Work to be completed | Restrict the output to the lines below starting at the one that contains "use camino::Utf8PathBuf;" and ending at the one that contains "Option<&ConfigValue>, fallback_id: &str)", and restate them word for word, both ends included.

=== Given information ===

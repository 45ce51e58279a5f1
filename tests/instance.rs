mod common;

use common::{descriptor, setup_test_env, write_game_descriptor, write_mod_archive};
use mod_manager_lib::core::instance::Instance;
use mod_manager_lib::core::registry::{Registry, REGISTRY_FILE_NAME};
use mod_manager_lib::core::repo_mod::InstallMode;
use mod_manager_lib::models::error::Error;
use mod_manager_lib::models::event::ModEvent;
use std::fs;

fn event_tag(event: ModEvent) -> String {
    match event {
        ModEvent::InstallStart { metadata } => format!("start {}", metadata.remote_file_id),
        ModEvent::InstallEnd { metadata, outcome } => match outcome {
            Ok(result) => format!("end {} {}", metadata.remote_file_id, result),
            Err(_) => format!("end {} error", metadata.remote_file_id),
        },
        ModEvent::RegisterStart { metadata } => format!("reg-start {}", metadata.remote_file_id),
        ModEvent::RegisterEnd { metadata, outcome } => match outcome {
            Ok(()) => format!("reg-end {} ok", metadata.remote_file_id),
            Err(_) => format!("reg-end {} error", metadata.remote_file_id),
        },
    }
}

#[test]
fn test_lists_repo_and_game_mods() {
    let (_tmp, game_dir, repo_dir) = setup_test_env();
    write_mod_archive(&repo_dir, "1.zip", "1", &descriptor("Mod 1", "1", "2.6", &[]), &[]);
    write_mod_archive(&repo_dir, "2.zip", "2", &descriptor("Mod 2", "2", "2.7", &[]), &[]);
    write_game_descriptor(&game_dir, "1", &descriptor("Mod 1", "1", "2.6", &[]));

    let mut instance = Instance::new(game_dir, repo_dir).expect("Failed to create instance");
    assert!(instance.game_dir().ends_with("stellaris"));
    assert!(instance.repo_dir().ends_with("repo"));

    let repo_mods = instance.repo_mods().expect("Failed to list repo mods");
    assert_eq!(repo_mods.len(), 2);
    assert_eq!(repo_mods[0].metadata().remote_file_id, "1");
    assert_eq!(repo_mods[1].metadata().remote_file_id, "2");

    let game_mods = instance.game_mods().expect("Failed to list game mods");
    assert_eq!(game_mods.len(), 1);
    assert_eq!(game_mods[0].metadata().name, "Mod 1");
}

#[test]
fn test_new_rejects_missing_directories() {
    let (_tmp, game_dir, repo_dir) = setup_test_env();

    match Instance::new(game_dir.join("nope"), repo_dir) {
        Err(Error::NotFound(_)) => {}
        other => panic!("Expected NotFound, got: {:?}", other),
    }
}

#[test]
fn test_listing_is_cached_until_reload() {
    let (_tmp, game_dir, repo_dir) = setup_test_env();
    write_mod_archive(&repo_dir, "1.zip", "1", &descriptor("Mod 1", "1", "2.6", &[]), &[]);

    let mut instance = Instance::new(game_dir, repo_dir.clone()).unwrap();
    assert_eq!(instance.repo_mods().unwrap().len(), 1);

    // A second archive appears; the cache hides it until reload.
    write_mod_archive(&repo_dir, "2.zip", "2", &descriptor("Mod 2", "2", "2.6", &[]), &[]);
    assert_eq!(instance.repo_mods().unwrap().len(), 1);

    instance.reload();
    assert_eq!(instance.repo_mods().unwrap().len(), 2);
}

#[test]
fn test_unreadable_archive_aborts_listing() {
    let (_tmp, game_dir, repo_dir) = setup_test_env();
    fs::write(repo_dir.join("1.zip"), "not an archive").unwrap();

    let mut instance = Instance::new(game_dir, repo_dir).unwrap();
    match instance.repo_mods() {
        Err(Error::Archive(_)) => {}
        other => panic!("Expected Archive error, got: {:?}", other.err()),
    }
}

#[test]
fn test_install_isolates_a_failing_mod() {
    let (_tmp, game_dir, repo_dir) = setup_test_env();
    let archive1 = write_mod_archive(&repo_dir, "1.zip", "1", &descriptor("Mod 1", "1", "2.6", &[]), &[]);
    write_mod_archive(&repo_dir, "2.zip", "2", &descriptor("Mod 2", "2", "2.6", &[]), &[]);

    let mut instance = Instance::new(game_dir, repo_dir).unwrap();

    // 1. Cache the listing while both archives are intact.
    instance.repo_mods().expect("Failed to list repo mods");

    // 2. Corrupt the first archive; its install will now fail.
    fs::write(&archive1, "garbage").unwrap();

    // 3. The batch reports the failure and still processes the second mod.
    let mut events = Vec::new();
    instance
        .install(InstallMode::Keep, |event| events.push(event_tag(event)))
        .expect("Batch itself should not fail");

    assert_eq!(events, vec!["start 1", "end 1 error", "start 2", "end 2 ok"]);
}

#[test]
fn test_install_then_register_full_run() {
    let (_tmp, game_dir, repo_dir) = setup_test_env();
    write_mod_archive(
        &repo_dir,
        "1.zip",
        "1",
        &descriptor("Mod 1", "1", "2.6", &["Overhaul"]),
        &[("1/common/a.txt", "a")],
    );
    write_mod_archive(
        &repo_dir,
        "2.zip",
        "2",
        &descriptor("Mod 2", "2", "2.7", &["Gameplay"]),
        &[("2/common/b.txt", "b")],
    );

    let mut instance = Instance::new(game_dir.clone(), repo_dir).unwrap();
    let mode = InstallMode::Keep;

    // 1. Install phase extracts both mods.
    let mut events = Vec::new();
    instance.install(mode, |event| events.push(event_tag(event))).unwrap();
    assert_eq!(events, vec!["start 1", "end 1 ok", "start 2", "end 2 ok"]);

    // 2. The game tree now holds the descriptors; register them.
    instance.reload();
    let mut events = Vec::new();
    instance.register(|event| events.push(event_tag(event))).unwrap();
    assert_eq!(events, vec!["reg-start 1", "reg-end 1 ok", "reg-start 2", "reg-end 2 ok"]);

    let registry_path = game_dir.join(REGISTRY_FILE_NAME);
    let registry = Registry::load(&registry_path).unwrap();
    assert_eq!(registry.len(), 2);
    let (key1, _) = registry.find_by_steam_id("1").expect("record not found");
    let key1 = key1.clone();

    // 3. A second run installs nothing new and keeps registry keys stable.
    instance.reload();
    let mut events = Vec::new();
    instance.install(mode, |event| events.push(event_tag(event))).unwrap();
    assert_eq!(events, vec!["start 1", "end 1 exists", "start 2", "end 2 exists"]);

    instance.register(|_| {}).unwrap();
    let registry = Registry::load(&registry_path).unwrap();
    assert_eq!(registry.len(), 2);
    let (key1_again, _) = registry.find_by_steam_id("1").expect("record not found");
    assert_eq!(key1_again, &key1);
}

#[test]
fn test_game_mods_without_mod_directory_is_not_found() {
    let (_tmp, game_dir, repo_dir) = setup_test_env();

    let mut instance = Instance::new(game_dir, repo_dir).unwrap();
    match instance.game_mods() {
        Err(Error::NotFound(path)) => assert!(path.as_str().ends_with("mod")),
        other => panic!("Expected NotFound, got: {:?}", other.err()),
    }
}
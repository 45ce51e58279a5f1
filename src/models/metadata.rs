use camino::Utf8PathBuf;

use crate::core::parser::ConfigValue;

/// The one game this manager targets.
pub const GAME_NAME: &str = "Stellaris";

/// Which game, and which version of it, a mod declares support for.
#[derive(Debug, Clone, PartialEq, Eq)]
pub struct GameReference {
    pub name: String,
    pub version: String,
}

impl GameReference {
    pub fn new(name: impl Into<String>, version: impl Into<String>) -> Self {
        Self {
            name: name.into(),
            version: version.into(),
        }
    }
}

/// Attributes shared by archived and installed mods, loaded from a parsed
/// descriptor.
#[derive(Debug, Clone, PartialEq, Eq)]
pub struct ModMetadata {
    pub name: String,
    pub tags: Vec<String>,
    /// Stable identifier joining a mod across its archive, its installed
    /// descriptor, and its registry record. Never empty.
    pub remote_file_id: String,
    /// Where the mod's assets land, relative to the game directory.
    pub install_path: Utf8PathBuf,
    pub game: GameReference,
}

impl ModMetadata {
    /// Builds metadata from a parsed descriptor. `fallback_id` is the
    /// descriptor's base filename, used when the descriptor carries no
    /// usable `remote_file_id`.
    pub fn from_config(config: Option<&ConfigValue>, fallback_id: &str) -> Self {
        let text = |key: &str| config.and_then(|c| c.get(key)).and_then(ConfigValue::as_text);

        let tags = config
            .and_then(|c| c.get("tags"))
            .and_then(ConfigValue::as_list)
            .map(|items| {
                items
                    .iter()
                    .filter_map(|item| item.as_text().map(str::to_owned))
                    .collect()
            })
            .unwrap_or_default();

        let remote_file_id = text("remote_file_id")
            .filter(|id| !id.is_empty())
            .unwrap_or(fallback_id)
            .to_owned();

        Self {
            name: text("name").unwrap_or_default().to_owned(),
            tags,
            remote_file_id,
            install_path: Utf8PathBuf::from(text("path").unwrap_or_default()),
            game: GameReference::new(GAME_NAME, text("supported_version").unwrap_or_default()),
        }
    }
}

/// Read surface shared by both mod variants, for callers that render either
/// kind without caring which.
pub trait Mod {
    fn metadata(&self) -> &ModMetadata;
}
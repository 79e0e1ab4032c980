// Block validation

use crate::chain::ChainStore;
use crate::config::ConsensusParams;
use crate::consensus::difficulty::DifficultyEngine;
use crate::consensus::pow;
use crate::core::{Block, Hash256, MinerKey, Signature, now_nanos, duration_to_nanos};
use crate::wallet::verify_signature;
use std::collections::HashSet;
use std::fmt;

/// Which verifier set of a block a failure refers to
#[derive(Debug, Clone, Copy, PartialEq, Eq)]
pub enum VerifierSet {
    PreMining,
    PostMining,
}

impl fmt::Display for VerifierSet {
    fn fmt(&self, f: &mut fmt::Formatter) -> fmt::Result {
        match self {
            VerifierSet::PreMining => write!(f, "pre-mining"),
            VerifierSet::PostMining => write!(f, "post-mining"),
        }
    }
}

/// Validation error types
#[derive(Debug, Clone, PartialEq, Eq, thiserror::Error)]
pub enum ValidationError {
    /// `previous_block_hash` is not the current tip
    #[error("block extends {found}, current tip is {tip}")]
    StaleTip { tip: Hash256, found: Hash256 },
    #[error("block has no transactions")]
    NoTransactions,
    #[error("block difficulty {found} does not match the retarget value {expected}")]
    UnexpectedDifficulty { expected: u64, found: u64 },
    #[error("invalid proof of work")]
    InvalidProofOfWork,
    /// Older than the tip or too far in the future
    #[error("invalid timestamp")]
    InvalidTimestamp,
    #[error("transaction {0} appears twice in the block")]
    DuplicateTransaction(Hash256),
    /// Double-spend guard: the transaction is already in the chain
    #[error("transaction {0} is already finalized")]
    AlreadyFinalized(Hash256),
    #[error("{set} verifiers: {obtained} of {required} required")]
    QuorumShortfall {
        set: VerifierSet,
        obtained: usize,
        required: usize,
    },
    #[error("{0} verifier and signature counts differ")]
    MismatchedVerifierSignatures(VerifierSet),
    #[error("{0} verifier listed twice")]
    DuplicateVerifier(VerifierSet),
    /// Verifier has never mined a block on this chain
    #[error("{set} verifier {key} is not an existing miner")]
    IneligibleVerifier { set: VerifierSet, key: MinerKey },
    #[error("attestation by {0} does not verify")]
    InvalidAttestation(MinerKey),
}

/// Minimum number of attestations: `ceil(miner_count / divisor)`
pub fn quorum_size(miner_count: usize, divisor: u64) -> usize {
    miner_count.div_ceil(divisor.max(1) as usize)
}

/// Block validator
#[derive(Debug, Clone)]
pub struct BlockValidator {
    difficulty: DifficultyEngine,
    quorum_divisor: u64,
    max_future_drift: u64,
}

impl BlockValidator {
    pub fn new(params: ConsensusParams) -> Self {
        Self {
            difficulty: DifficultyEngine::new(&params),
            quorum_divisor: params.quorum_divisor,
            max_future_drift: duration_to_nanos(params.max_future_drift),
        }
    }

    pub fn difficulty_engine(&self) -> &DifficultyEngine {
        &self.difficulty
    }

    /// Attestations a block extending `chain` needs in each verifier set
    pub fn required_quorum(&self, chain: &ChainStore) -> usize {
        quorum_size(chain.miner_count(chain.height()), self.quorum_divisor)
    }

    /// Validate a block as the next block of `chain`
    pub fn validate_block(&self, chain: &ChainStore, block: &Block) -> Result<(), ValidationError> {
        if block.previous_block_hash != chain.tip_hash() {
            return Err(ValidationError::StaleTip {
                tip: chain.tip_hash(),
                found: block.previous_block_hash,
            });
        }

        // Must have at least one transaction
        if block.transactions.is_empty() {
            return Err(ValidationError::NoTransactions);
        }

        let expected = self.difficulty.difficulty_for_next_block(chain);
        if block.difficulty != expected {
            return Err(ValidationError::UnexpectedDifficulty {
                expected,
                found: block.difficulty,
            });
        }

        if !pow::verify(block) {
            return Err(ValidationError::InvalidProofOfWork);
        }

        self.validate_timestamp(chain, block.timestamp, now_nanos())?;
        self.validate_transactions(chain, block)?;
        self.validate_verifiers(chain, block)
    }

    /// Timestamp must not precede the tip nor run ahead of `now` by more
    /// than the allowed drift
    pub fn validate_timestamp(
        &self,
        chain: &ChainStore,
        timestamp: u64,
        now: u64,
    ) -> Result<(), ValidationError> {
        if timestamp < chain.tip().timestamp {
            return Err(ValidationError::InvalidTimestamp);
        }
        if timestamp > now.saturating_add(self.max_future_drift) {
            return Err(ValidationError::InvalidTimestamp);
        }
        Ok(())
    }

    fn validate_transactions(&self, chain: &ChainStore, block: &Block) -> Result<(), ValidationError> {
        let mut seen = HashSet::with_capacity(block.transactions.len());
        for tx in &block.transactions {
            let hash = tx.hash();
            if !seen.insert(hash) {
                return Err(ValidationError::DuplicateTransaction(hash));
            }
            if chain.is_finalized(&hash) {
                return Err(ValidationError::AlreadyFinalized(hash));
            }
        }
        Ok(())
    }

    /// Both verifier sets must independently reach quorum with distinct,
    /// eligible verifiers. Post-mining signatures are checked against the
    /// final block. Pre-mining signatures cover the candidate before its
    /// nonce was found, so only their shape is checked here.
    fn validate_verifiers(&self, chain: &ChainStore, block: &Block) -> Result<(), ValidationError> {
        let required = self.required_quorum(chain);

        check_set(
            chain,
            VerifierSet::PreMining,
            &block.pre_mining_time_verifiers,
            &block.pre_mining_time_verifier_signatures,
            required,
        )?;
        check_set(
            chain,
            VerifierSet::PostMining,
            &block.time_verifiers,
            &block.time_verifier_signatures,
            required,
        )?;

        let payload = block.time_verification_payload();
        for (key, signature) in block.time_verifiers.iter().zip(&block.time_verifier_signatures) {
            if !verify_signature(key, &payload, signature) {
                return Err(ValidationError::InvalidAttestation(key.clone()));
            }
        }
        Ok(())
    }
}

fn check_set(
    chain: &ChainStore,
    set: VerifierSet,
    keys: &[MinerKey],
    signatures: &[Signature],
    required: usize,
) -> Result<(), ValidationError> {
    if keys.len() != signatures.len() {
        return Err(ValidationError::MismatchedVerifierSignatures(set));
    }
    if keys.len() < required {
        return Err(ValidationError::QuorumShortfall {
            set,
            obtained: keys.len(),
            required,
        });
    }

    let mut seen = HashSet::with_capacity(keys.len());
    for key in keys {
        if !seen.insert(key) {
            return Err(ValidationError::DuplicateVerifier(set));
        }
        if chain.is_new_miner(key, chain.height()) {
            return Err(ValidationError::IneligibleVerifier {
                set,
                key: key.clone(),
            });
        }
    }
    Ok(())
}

===

Task response |
use camino::Utf8PathBuf;

use crate::core::parser::ConfigValue;

/// The one game this manager targets.
pub const GAME_NAME: &str = "Stellaris";

/// Which game, and which version of it, a mod declares support for.
#[derive(Debug, Clone, PartialEq, Eq)]
pub struct GameReference {
    pub name: String,
    pub version: String,
}

impl GameReference {
    pub fn new(name: impl Into<String>, version: impl Into<String>) -> Self {
        Self {
            name: name.into(),
            version: version.into(),
        }
    }
}

/// Attributes shared by archived and installed mods, loaded from a parsed
/// descriptor.
#[derive(Debug, Clone, PartialEq, Eq)]
pub struct ModMetadata {
    pub name: String,
    pub tags: Vec<String>,
    /// Stable identifier joining a mod across its archive, its installed
    /// descriptor, and its registry record. Never empty.
    pub remote_file_id: String,
    /// Where the mod's assets land, relative to the game directory.
    pub install_path: Utf8PathBuf,
    pub game: GameReference,
}

impl ModMetadata {
    /// Builds metadata from a parsed descriptor. `fallback_id` is the
    /// descriptor's base filename, used when the descriptor carries no
    /// usable `remote_file_id`.
    pub fn from_config(config: Option<&ConfigValue>, fallback_id: &str) -> Self {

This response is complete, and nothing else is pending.